This article is part 3 in a series titled Jesus, the Truer and Greater Moses, in which we look at how the life and ministry of Moses is but a shadow of Jesus Christ. You can read part 1 and part 2.

As a prophet of God, Moses spoke God’s words to God’s people. He was a messenger. One of the greatest messages the prophet delivered, of course, was the message of the law of the Lord.

Leviticus 19 unpacks what the Lord told Moses about His law:

And the LORD spoke to Moses, saying, “Speak to all the congregation of the people of Israel and say to them, You shall be holy, for I the LORD your God am holy. Every one of you shall revere his mother and his father, and you shall keep my Sabbaths: I am the LORD your God. Do not turn to idols or make for yourselves any gods of cast metal: I am the LORD your God.”
(Lev 19:1-4)

What is the Law?

We can see from Leviticus 19 that the law of the Lord can be summarized in two words: be holy.

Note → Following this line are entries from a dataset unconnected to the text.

//! Driven (output) ports - implemented by infrastructure.
//!
//! These traits define what the application needs from external systems.
//! The `cppstarter-adapters` crate provides implementations.

use std::path::Path;

use crate::domain::{Invocation, Template, TemplateId};
use crate::error::ScaffoldResult;

/// Port for filesystem operations.
///
/// Implemented by:
/// - `cppstarter_adapters::filesystem::LocalFilesystem` (production)
/// - `cppstarter_adapters::filesystem::MemoryFilesystem` (testing)
#[cfg_attr(test, mockall::automock)]
pub trait Filesystem: Send + Sync {
    /// Create a directory and all parent directories.
    fn create_dir_all(&self, path: &Path) -> ScaffoldResult<()>;

    /// Write content to a file, truncating any previous content.
    fn write_file(&self, path: &Path, content: &str) -> ScaffoldResult<()>;

    /// Set file permissions.
    fn set_permissions(&self, path: &Path, executable: bool) -> ScaffoldResult<()>;

    /// Check if any filesystem entry exists at path.
    fn exists(&self, path: &Path) -> bool;

    /// Remove a directory and all contents.
    fn remove_dir_all(&self, path: &Path) -> ScaffoldResult<()>;
}

/// Port for template retrieval.
///
/// Implemented by:
/// - `cppstarter_adapters::template_store::EmbeddedStore` (built-in templates)
#[cfg_attr(test, mockall::automock)]
pub trait TemplateStore: Send + Sync {
    /// Get the template registered under `id`.
    fn get(&self, id: TemplateId) -> ScaffoldResult<Template>;
}

/// Port for spawning external programs.
///
/// Implemented by:
/// - `cppstarter_adapters::process::SystemRunner` (production)
/// - `cppstarter_adapters::process::ScriptedRunner` (testing)
///
/// Stdout and stderr of the child are passed through unchanged; the exit
/// code is the only signal returned. There is no timeout.
#[cfg_attr(test, mockall::automock)]
pub trait CommandRunner: Send + Sync {
    /// Run to completion and return the exit code.
    ///
    /// `Err` only when the program could not be started at all.
    fn run(&self, invocation: &Invocation) -> ScaffoldResult<i32>;
}
//! Filesystem adapters.

mod local;
mod memory;

pub use local::LocalFilesystem;
pub use memory::MemoryFilesystem;
use std::fmt;

use crate::domain::error::DomainError;

/// Name of the project to scaffold.
///
/// Invariant: never empty. The name doubles as the project directory, the
/// output binary name, and the README title, so it is kept verbatim
/// (no case conversion, no trimming).
#[derive(Debug, Clone, PartialEq, Eq, Hash)]
pub struct ProjectName(String);

impl ProjectName {
    pub fn new(name: impl Into<String>) -> Result<Self, DomainError> {
        let name = name.into();
        if name.is_empty() {
            return Err(DomainError::EmptyProjectName);
        }
        Ok(Self(name))
    }

    pub fn as_str(&self) -> &str {
        &self.0
    }
}

impl AsRef<str> for ProjectName {
    fn as_ref(&self) -> &str {
        &self.0
    }
}

impl fmt::Display for ProjectName {
    fn fmt(&self, f: &mut fmt::Formatter<'_>) -> fmt::Result {
        f.write_str(&self.0)
    }
}

/// Everything the generator needs to know about one `new` invocation.
///
/// Built from the command line, consumed once, never persisted.
#[derive(Debug, Clone, PartialEq, Eq)]
pub struct ProjectSpec {
    name: ProjectName,
    init_git: bool,
}

impl ProjectSpec {
    pub fn new(name: impl Into<String>, init_git: bool) -> Result<Self, DomainError> {
        Ok(Self {
            name: ProjectName::new(name)?,
            init_git,
        })
    }

    pub fn name(&self) -> &ProjectName {
        &self.name
    }

    pub fn init_git(&self) -> bool {
        self.init_git
    }
}

#[cfg(test)]
mod tests {
    use super::*;

    #[test]
    fn empty_name_is_rejected() {
        assert_eq!(ProjectName::new(""), Err(DomainError::EmptyProjectName));
        assert!(ProjectSpec::new("", true).is_err());
    }

    #[test]
    fn name_is_kept_verbatim() {
        let name = ProjectName::new("My Game").unwrap();
        assert_eq!(name.as_str(), "My Game");
        assert_eq!(name.to_string(), "My Game");
    }

    #[test]
    fn spec_carries_git_flag() {
        let spec = ProjectSpec::new("Demo", true).unwrap();
        assert_eq!(spec.name().as_str(), "Demo");
        assert!(spec.init_git());
    }
}
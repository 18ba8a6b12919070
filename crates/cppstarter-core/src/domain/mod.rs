//! Domain layer: project names, the scaffold plan, template rendering and
//! build targets.
//!
//! Nothing here touches the filesystem or spawns processes. Template content
//! and all I/O come in through the ports in [`crate::application::ports`].

pub mod entities;
pub mod error;
pub mod value_objects;

pub use entities::{
    project_spec::{ProjectName, ProjectSpec},
    project_structure::{Entry, ProjectStructure, RelativePath},
    template::{PROJECT_NAME, RenderContext, SCAFFOLD_DIRECTORIES, Template, TemplateId},
};

pub use error::DomainError;

pub use value_objects::{BuildTarget, Invocation};
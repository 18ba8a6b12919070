//! Tracing subscriber initialisation.
//!
//! Only the CLI crate calls [`init_logging`]; `cppstarter-core` only *emits*
//! spans and events.
//!
//! # Level resolution
//!
//! | Setting                 | Filter level   |
//! |-------------------------|----------------|
//! | (none)                  | ERROR          |
//! | `log.level = "<level>"` | that level     |
//! | `output.quiet = true`   | ERROR          |
//!
//! Warnings that matter to the user are printed by the command handlers, so
//! the default filter keeps the log stream silent on ordinary failures.
//!
//! `RUST_LOG` overrides all of the above if set.

use std::io::IsTerminal as _;

use tracing_subscriber::{EnvFilter, layer::SubscriberExt, util::SubscriberInitExt};

use crate::config::AppConfig;

const DEFAULT_LEVEL: &str = "error";

const LEVELS: [&str; 5] = ["error", "warn", "info", "debug", "trace"];

/// Initialise the global tracing subscriber.
///
/// Must be called once, before any tracing macros fire.
pub fn init_logging(config: &AppConfig) -> anyhow::Result<()> {
    let level = derive_level(config);

    let filter = EnvFilter::try_from_default_env().unwrap_or_else(|_| {
        EnvFilter::new(format!(
            "cppstarter={level},cppstarter_core={level},cppstarter_adapters={level}"
        ))
    });

    let use_ansi = !config.output.no_color
        && std::env::var_os("NO_COLOR").is_none()
        && std::io::stderr().is_terminal();

    let fmt_layer = tracing_subscriber::fmt::layer()
        .with_target(false)
        .with_thread_ids(false)
        .with_file(false)
        .with_line_number(false)
        .with_ansi(use_ansi)
        .with_writer(std::io::stderr);

    tracing_subscriber::registry()
        .with(filter)
        .with(fmt_layer)
        .try_init()
        .map_err(|e| anyhow::anyhow!("Failed to initialise tracing: {e}"))?;

    Ok(())
}

/// Resolve the filter level from config. Unknown level names fall back to
/// the default.
fn derive_level(config: &AppConfig) -> &'static str {
    if config.output.quiet {
        return "error";
    }
    config
        .log
        .level
        .as_deref()
        .map(str::to_ascii_lowercase)
        .and_then(|wanted| LEVELS.into_iter().find(|l| *l == wanted))
        .unwrap_or(DEFAULT_LEVEL)
}

/// `true` when the configured level shows debug detail; used to decide
/// whether errors print their cause chain.
pub fn is_verbose(config: &AppConfig) -> bool {
    matches!(derive_level(config), "debug" | "trace")
}
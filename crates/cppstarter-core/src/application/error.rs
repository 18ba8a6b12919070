//! Application layer errors.
//!
//! These errors represent failures in orchestration and I/O, not business
//! rules. Business rule violations are `DomainError` from `crate::domain`.

use std::path::PathBuf;
use thiserror::Error;

use crate::error::ErrorCategory;

/// Errors that occur during application orchestration.
#[derive(Debug, Error, Clone, PartialEq)]
pub enum ApplicationError {
    /// Filesystem operation failed.
    #[error("Filesystem error at {}: {reason}", .path.display())]
    FilesystemError { path: PathBuf, reason: String },

    /// A subprocess could not be started at all.
    #[error("Failed to run '{command}': {reason}")]
    SpawnFailed { command: String, reason: String },

    /// Store access failed (lock poisoned, etc.).
    #[error("Store lock poisoned")]
    StoreLockError,

    /// Project already exists at target location.
    #[error("Directory '{}' already exists", .path.display())]
    ProjectExists { path: PathBuf },

    /// Generation stopped at the first failed step (rollback policy).
    #[error("Generation aborted at {}: {reason}", .path.display())]
    Aborted { path: PathBuf, reason: String },
}

impl ApplicationError {
    /// Get user-actionable suggestions.
    pub fn suggestions(&self) -> Vec<String> {
        match self {
            Self::FilesystemError { path, .. } => vec![
                format!("Failed to access: {}", path.display()),
                "Check that you have write permissions".into(),
                "Ensure the parent directory exists".into(),
            ],
            Self::SpawnFailed { command, .. } => vec![
                format!("Could not start: {}", command),
                "Ensure the program is installed and in your PATH".into(),
            ],
            Self::ProjectExists { path } => vec![
                format!("Choose a different project name than '{}'", path.display()),
                format!("Or remove the existing entry: rm -rf {}", path.display()),
            ],
            Self::Aborted { .. } => vec![
                "The partially created project was removed".into(),
                "Fix the reported problem and run the command again".into(),
            ],
            Self::StoreLockError => vec!["Check the error details above".into()],
        }
    }

    /// Get error category.
    pub fn category(&self) -> ErrorCategory {
        match self {
            Self::ProjectExists { .. } => ErrorCategory::Validation,
            Self::FilesystemError { .. } | Self::Aborted { .. } => ErrorCategory::Internal,
            Self::SpawnFailed { .. } => ErrorCategory::NotFound,
            Self::StoreLockError => ErrorCategory::Internal,
        }
    }
}
//! Command handlers. Each takes the shared [`Session`](crate::dispatch::Session)
//! and returns an [`ExitOutcome`](crate::dispatch::ExitOutcome).

pub mod build;
pub mod new;
pub mod prompt;
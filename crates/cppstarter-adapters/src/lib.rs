//! Infrastructure adapters for cppstarter.
//!
//! This crate implements the ports defined in `cppstarter-core::application::ports`.
//! It contains all I/O: the local disk, child processes, and the template
//! text compiled into the binary.

pub mod filesystem;
pub mod process;
pub mod template_store;

// Re-export commonly used adapters
pub use filesystem::{LocalFilesystem, MemoryFilesystem};
pub use process::{ScriptedRunner, SystemRunner};
pub use template_store::EmbeddedStore;
//! Scaffold Service - main application orchestrator.
//!
//! This service coordinates the whole `new` workflow:
//! 1. Refuse to touch an existing filesystem entry
//! 2. Render every template for the project name
//! 3. Create directories, then write files
//! 4. Optionally run `git init` inside the new project
//!
//! What happens when a directory or file cannot be created is decided by the
//! [`FailurePolicy`] the service is built with.

use std::path::{Path, PathBuf};

use serde::{Deserialize, Serialize};
use tracing::{debug, info, instrument, warn};

use crate::{
    application::{
        ApplicationError,
        ports::{CommandRunner, Filesystem, TemplateStore},
    },
    domain::{
        Entry, Invocation, ProjectName, ProjectSpec, ProjectStructure, RelativePath,
        RenderContext, SCAFFOLD_DIRECTORIES, TemplateId,
    },
    error::{ScaffoldError, ScaffoldResult},
};

/// What to do when a directory or file of the scaffold cannot be created.
#[derive(Debug, Clone, Copy, Default, PartialEq, Eq, Serialize, Deserialize)]
#[serde(rename_all = "kebab-case")]
pub enum FailurePolicy {
    /// Attempt every step exactly once. Directory failures become warnings,
    /// file failures become errors, and nothing already written is removed.
    #[default]
    Continue,
    /// Stop at the first failure and remove the partially created project.
    Rollback,
}

/// Which part of the scaffold a step touched.
#[derive(Debug, Clone, Copy, PartialEq, Eq)]
pub enum StepKind {
    Directory,
    File,
    Git,
}

/// Result of one step.
#[derive(Debug, Clone, PartialEq, Eq)]
pub enum StepStatus {
    Done,
    /// Non-fatal problem; generation continued.
    Warning(String),
    /// The step's output is missing from the project.
    Failed(String),
}

/// One attempted step, in execution order.
#[derive(Debug, Clone, PartialEq, Eq)]
pub struct StepOutcome {
    pub kind: StepKind,
    pub path: PathBuf,
    pub status: StepStatus,
}

/// Everything that happened during one `generate` call.
#[derive(Debug, Clone, PartialEq, Eq)]
pub struct ScaffoldReport {
    root: PathBuf,
    steps: Vec<StepOutcome>,
}

impl ScaffoldReport {
    fn new(root: PathBuf) -> Self {
        Self {
            root,
            steps: Vec::new(),
        }
    }

    fn push(&mut self, kind: StepKind, path: PathBuf, status: StepStatus) {
        self.steps.push(StepOutcome { kind, path, status });
    }

    /// Project root directory.
    pub fn root(&self) -> &Path {
        &self.root
    }

    pub fn steps(&self) -> &[StepOutcome] {
        &self.steps
    }

    pub fn warnings(&self) -> impl Iterator<Item = &StepOutcome> {
        self.steps
            .iter()
            .filter(|s| matches!(s.status, StepStatus::Warning(_)))
    }

    pub fn failures(&self) -> impl Iterator<Item = &StepOutcome> {
        self.steps
            .iter()
            .filter(|s| matches!(s.status, StepStatus::Failed(_)))
    }

    /// `true` when every directory and file was created.
    pub fn is_complete(&self) -> bool {
        self.failures().next().is_none()
    }

    /// `true` when `git init` ran and exited with 0.
    pub fn git_initialized(&self) -> bool {
        self.steps
            .iter()
            .any(|s| s.kind == StepKind::Git && s.status == StepStatus::Done)
    }
}

/// Main scaffolding service.
pub struct ScaffoldService {
    store: Box<dyn TemplateStore>,
    filesystem: Box<dyn Filesystem>,
    runner: Box<dyn CommandRunner>,
    policy: FailurePolicy,
}

impl ScaffoldService {
    /// Create a new scaffold service with the given adapters and the default
    /// [`FailurePolicy::Continue`].
    pub fn new(
        store: Box<dyn TemplateStore>,
        filesystem: Box<dyn Filesystem>,
        runner: Box<dyn CommandRunner>,
    ) -> Self {
        Self {
            store,
            filesystem,
            runner,
            policy: FailurePolicy::default(),
        }
    }

    pub fn with_policy(mut self, policy: FailurePolicy) -> Self {
        self.policy = policy;
        self
    }

    pub fn policy(&self) -> FailurePolicy {
        self.policy
    }

    /// Scaffold a new project under `parent`.
    ///
    /// Returns `Err` only for problems detected before anything is written
    /// (existing entry, broken template) or, under
    /// [`FailurePolicy::Rollback`], for the first failed step. Everything
    /// else is recorded in the returned [`ScaffoldReport`].
    #[instrument(
        skip_all,
        fields(project = %spec.name(), parent = %parent.display(), policy = ?self.policy)
    )]
    pub fn generate(&self, spec: &ProjectSpec, parent: &Path) -> ScaffoldResult<ScaffoldReport> {
        let root = parent.join(spec.name().as_str());

        if self.filesystem.exists(&root) {
            return Err(ApplicationError::ProjectExists { path: root }.into());
        }

        let structure = self.render(spec.name(), &root)?;
        debug!(entries = structure.len(), "Templates rendered");

        let mut report = ScaffoldReport::new(root.clone());

        match self.policy {
            FailurePolicy::Continue => self.write_best_effort(&structure, &mut report),
            FailurePolicy::Rollback => {
                if let Err(e) = self.write_all(&structure, &mut report) {
                    warn!(error = %e, "Write failed, attempting rollback");
                    self.rollback(&root);
                    return Err(e);
                }
            }
        }

        if spec.init_git() {
            self.init_git(&root, &mut report);
        }

        info!(
            warnings = report.warnings().count(),
            failures = report.failures().count(),
            "Scaffold finished"
        );
        Ok(report)
    }

    /// Render the full scaffold for `name` without touching the filesystem.
    ///
    /// Output depends on the name and the store contents only, so two calls
    /// with the same inputs return equal structures.
    pub fn render(
        &self,
        name: &ProjectName,
        root: impl Into<PathBuf>,
    ) -> ScaffoldResult<ProjectStructure> {
        let ctx = RenderContext::new(name);
        let mut structure = ProjectStructure::new(root);

        for dir in SCAFFOLD_DIRECTORIES {
            structure.add_directory(RelativePath::try_new(dir)?);
        }

        for id in TemplateId::SCAFFOLD {
            let template = self.store.get(id)?;
            template.validate()?;
            structure.add_file(
                RelativePath::try_new(id.output_path())?,
                ctx.render(&template.source),
            );
        }

        structure.validate()?;
        Ok(structure)
    }

    // -------------------------------------------------------------------------
    // Internal Helpers
    // -------------------------------------------------------------------------

    fn write_best_effort(&self, structure: &ProjectStructure, report: &mut ScaffoldReport) {
        for entry in structure.entries() {
            let path = structure.root().join(entry.path());
            match (entry, self.write_entry(structure.root(), entry)) {
                (_, Ok(())) => report.push(kind_of(entry), path, StepStatus::Done),
                (Entry::Directory { .. }, Err(e)) => {
                    warn!(path = %path.display(), error = %e, "Could not create directory");
                    report.push(StepKind::Directory, path, StepStatus::Warning(e.to_string()));
                }
                (Entry::File { .. }, Err(e)) => {
                    warn!(path = %path.display(), error = %e, "Could not create file");
                    report.push(StepKind::File, path, StepStatus::Failed(e.to_string()));
                }
            }
        }
    }

    fn write_all(
        &self,
        structure: &ProjectStructure,
        report: &mut ScaffoldReport,
    ) -> ScaffoldResult<()> {
        for entry in structure.entries() {
            let path = structure.root().join(entry.path());
            self.write_entry(structure.root(), entry).map_err(|e| {
                ScaffoldError::from(ApplicationError::Aborted {
                    path: path.clone(),
                    reason: e.to_string(),
                })
            })?;
            report.push(kind_of(entry), path, StepStatus::Done);
        }
        Ok(())
    }

    fn write_entry(&self, root: &Path, entry: &Entry) -> ScaffoldResult<()> {
        match entry {
            Entry::Directory { path } => self.filesystem.create_dir_all(&root.join(path)),
            Entry::File { path, content } => self.filesystem.write_file(&root.join(path), content),
        }
    }

    /// Best-effort rollback on failure.
    fn rollback(&self, root: &Path) {
        if !self.filesystem.exists(root) {
            return;
        }
        if let Err(e) = self.filesystem.remove_dir_all(root) {
            warn!(
                error = %e,
                path = %root.display(),
                "Rollback failed"
            );
        } else {
            info!("Rollback successful");
        }
    }

    fn init_git(&self, root: &Path, report: &mut ScaffoldReport) {
        let invocation = Invocation::new("git").arg("init").current_dir(root);
        let status = match self.runner.run(&invocation) {
            Ok(0) => {
                info!("Git repository initialized");
                StepStatus::Done
            }
            Ok(code) => {
                warn!(code, "git init exited with a non-zero status");
                StepStatus::Warning(format!("'git init' exited with code {code}"))
            }
            Err(e) => {
                warn!(error = %e, "git init could not be started");
                StepStatus::Warning(e.to_string())
            }
        };
        report.push(StepKind::Git, root.join(".git"), status);
    }
}

fn kind_of(entry: &Entry) -> StepKind {
    if entry.is_directory() {
        StepKind::Directory
    } else {
        StepKind::File
    }
}
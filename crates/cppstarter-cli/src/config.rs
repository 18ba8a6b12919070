//! Application configuration.
//!
//! [`AppConfig`] is loaded once at startup and passed down by reference.
//! The CLI layer owns config; the core crate never sees it.
//!
//! # Resolution order (highest priority first)
//!
//! 1. Environment variables: `CPPSTARTER_<SECTION>__<KEY>`,
//!    e.g. `CPPSTARTER_BUILD__TOOL=gmake`
//! 2. Config file: `$CPPSTARTER_CONFIG`, else `<config dir>/cppstarter/config.toml`
//! 3. Built-in defaults (always present)

use std::path::PathBuf;

use config::{Config, Environment, File, FileFormat};
use serde::{Deserialize, Serialize};

use cppstarter_core::application::{FailurePolicy, services::DEFAULT_BUILD_TOOL};

/// Environment variable prefix for every setting.
pub const ENV_PREFIX: &str = "CPPSTARTER";

/// Environment variable naming an explicit config file.
pub const CONFIG_PATH_VAR: &str = "CPPSTARTER_CONFIG";

/// Application configuration.
#[derive(Debug, Clone, PartialEq, Eq, Serialize, Deserialize, Default)]
#[serde(default)]
pub struct AppConfig {
    pub build: BuildConfig,
    pub generate: GenerateConfig,
    pub output: OutputConfig,
    pub log: LogConfig,
}

/// Settings for the build passthrough commands.
#[derive(Debug, Clone, PartialEq, Eq, Serialize, Deserialize)]
#[serde(default)]
pub struct BuildConfig {
    /// Executable invoked by `build`, `run`, `test` and friends.
    pub tool: String,
}

impl Default for BuildConfig {
    fn default() -> Self {
        Self {
            tool: DEFAULT_BUILD_TOOL.into(),
        }
    }
}

/// Settings for `new`.
#[derive(Debug, Clone, Default, PartialEq, Eq, Serialize, Deserialize)]
#[serde(default)]
pub struct GenerateConfig {
    pub on_failure: FailurePolicy,
}

#[derive(Debug, Clone, Default, PartialEq, Eq, Serialize, Deserialize)]
#[serde(default)]
pub struct OutputConfig {
    pub no_color: bool,
    pub quiet: bool,
}

#[derive(Debug, Clone, Default, PartialEq, Eq, Serialize, Deserialize)]
#[serde(default)]
pub struct LogConfig {
    /// `error`, `warn`, `info`, `debug` or `trace`. Unset means `error`.
    pub level: Option<String>,
}

impl AppConfig {
    /// Load configuration from the default file location and the process
    /// environment.
    pub fn load() -> Result<Self, config::ConfigError> {
        let path = std::env::var_os(CONFIG_PATH_VAR)
            .map(PathBuf::from)
            .or_else(Self::config_path);
        Self::load_from(path, Environment::with_prefix(ENV_PREFIX))
    }

    /// Load with an explicit file and environment source.
    ///
    /// A missing file is not an error; a malformed one is.
    pub fn load_from(
        file: Option<PathBuf>,
        env: Environment,
    ) -> Result<Self, config::ConfigError> {
        let mut builder = Config::builder().add_source(Config::try_from(&Self::default())?);

        if let Some(path) = file {
            builder = builder.add_source(File::from(path).format(FileFormat::Toml).required(false));
        }

        builder
            .add_source(env.prefix_separator("_").separator("__"))
            .build()?
            .try_deserialize()
    }

    /// Path to the default configuration file.
    ///
    /// Uses `directories::ProjectDirs` for cross-platform correctness; `None`
    /// when no home directory can be determined.
    pub fn config_path() -> Option<PathBuf> {
        directories::ProjectDirs::from("", "", "cppstarter")
            .map(|d| d.config_dir().join("config.toml"))
    }
}

#[cfg(test)]
mod tests {
    use super::*;
    use std::collections::HashMap;

    fn env(vars: &[(&str, &str)]) -> Environment {
        let map: HashMap<String, String> = vars
            .iter()
            .map(|(k, v)| (k.to_string(), v.to_string()))
            .collect();
        Environment::with_prefix(ENV_PREFIX).source(Some(map))
    }

    #[test]
    fn defaults_without_file_or_env() {
        let cfg = AppConfig::load_from(None, env(&[])).unwrap();
        assert_eq!(cfg, AppConfig::default());
        assert_eq!(cfg.build.tool, "make");
        assert_eq!(cfg.generate.on_failure, FailurePolicy::Continue);
    }

    #[test]
    fn missing_file_is_ignored() {
        let cfg = AppConfig::load_from(
            Some(PathBuf::from("/definitely/not/here/config.toml")),
            env(&[]),
        )
        .unwrap();
        assert_eq!(cfg, AppConfig::default());
    }

    #[test]
    fn file_values_override_defaults() {
        let dir = tempfile::TempDir::new().unwrap();
        let path = dir.path().join("config.toml");
        std::fs::write(
            &path,
            "[build]\ntool = \"gmake\"\n\n[generate]\non_failure = \"rollback\"\n\n[output]\nquiet = true\n",
        )
        .unwrap();

        let cfg = AppConfig::load_from(Some(path), env(&[])).unwrap();
        assert_eq!(cfg.build.tool, "gmake");
        assert_eq!(cfg.generate.on_failure, FailurePolicy::Rollback);
        assert!(cfg.output.quiet);
        assert!(!cfg.output.no_color);
    }

    #[test]
    fn env_overrides_file() {
        let dir = tempfile::TempDir::new().unwrap();
        let path = dir.path().join("config.toml");
        std::fs::write(&path, "[build]\ntool = \"gmake\"\n").unwrap();

        let cfg = AppConfig::load_from(
            Some(path),
            env(&[
                ("CPPSTARTER_BUILD__TOOL", "ninja"),
                ("CPPSTARTER_LOG__LEVEL", "debug"),
            ]),
        )
        .unwrap();
        assert_eq!(cfg.build.tool, "ninja");
        assert_eq!(cfg.log.level.as_deref(), Some("debug"));
    }

    #[test]
    fn malformed_file_is_an_error() {
        let dir = tempfile::TempDir::new().unwrap();
        let path = dir.path().join("config.toml");
        std::fs::write(&path, "[build\ntool = ").unwrap();
        assert!(AppConfig::load_from(Some(path), env(&[])).is_err());
    }
}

Or, to paraphrase from the apostle Peter: be holy as God is holy (1 Pet. 1:15-16).

Bob Hoekstra is helpful here in explaining:

The message of the law of God is thus: be as holy as God if you want to relate to Him-be as holy as God if, by your best effort, you wish to measure up to His commands and standards. The message of the law of God is that if one wants to relate to a perfect God through his performance before His standards and laws, then there is one thing that person must be: perfect.

Moses Delivered the Law

God called His prophet, Moses, up to the top of Mount Sinai. There, He gave Moses the law that His people would be required to live by, the law that sets them apart as holy just as He Himself is holy.

At the top of that mountain, the Lord pressed His divine finger into tablets of stone, carving the words of His law. Moses took this law and delivered it to God’s people. For generations, the prophet would be considered the herald of God’s Ten Commandments, the one who delivered the law so that God’s nation might be set apart from all other nations, a witness to the world about the character of their holy God.

The Law Is Not Enough

As great and important the law of God is, it can only do what God intended it to do. The author of Hebrews explains:

“For on the one hand, a former commandment is set aside because of its weakness and uselessness (for the law made nothing perfect); but on the other hand, a better hope is introduced, through which we draw near to God.” (Heb. 7:18-19)

While the law itself is perfect (Psa. 19:7), it does not ever claim to make anyone perfect. Galatians 2 emphasizes this in stating that the law can never justify.

“We know that a person is not justified by works of the law but through faith in Jesus Christ, so we also have believed in Christ Jesus, in order to be justified by faith in Christ and not by works of the law, because by works of the law no one will be justified.” (Gal. 2:16)

In other words, God gives us His true and holy standard. And no one, by their own effort, is ever going to live up to the law’s demands.

So then, what gives? What is the purpose of the law? Paul tells us, in Galatians 3, that “the Law has become our tutor to lead us to Christ, so that we may be justified by faith” (Gal. 3:24).

The greatest ability and purpose the law of God has is to tutor us and teach us, pointing us to the only hope we have from the law’s demands: the Lord Jesus Christ.

Jesus Fulfilled the Law

John 1:17 tells us, “the law was given through Moses, but grace and truth came through Jesus Christ.”

How does that happen? How does Jesus Christ bring grace and truth?

By fulfilling the law on our behalf. In Jesus’ own words:

Do not think that I have come to abolish the Law or the Prophets; I have not come to abolish them but to fulfill them.
(Mat. 5:17)

The grace of God in Jesus Christ doesn’t render the law void but fulfilled. Jesus fulfilled it by living the perfect law-abiding life that we could never live and dying the law-satisfying death that we deserved to die.

Jesus was the only human being—the only image bearer of God—who walked upon the dirt of Earth’s ground and did not violate any of God’s laws. With His life, He fulfilled the law’s every demand. As Bob Hoekstra states, “What it said, He did. What it described, He was.”

Jesus was also the only human being who could fulfill the law’s penalty on behalf of sinners.. The law declared that “The soul who sins shall die” (Eze. 18:20). All of us, born from Adam, fall short of God’s glory and standard of life (Rom. 3:23). All of us, that is, except for Jesus. He died a death that He did not deserve so that we wouldn’t have to that death ourselves.

Jesus died on the cross and paid our debt so that we would stand justified, freely by His sovereign grace (Rom. 3:24). While Moses delivered the demands of the law, Jesus fulfilled them when no one else could. And He did so on behalf of sinners like you and me.

This is the grace of God.

Because of Jesus, the white throne of judgment has become a sweet throne of grace.

And from it, He bids the sinner, “Come!”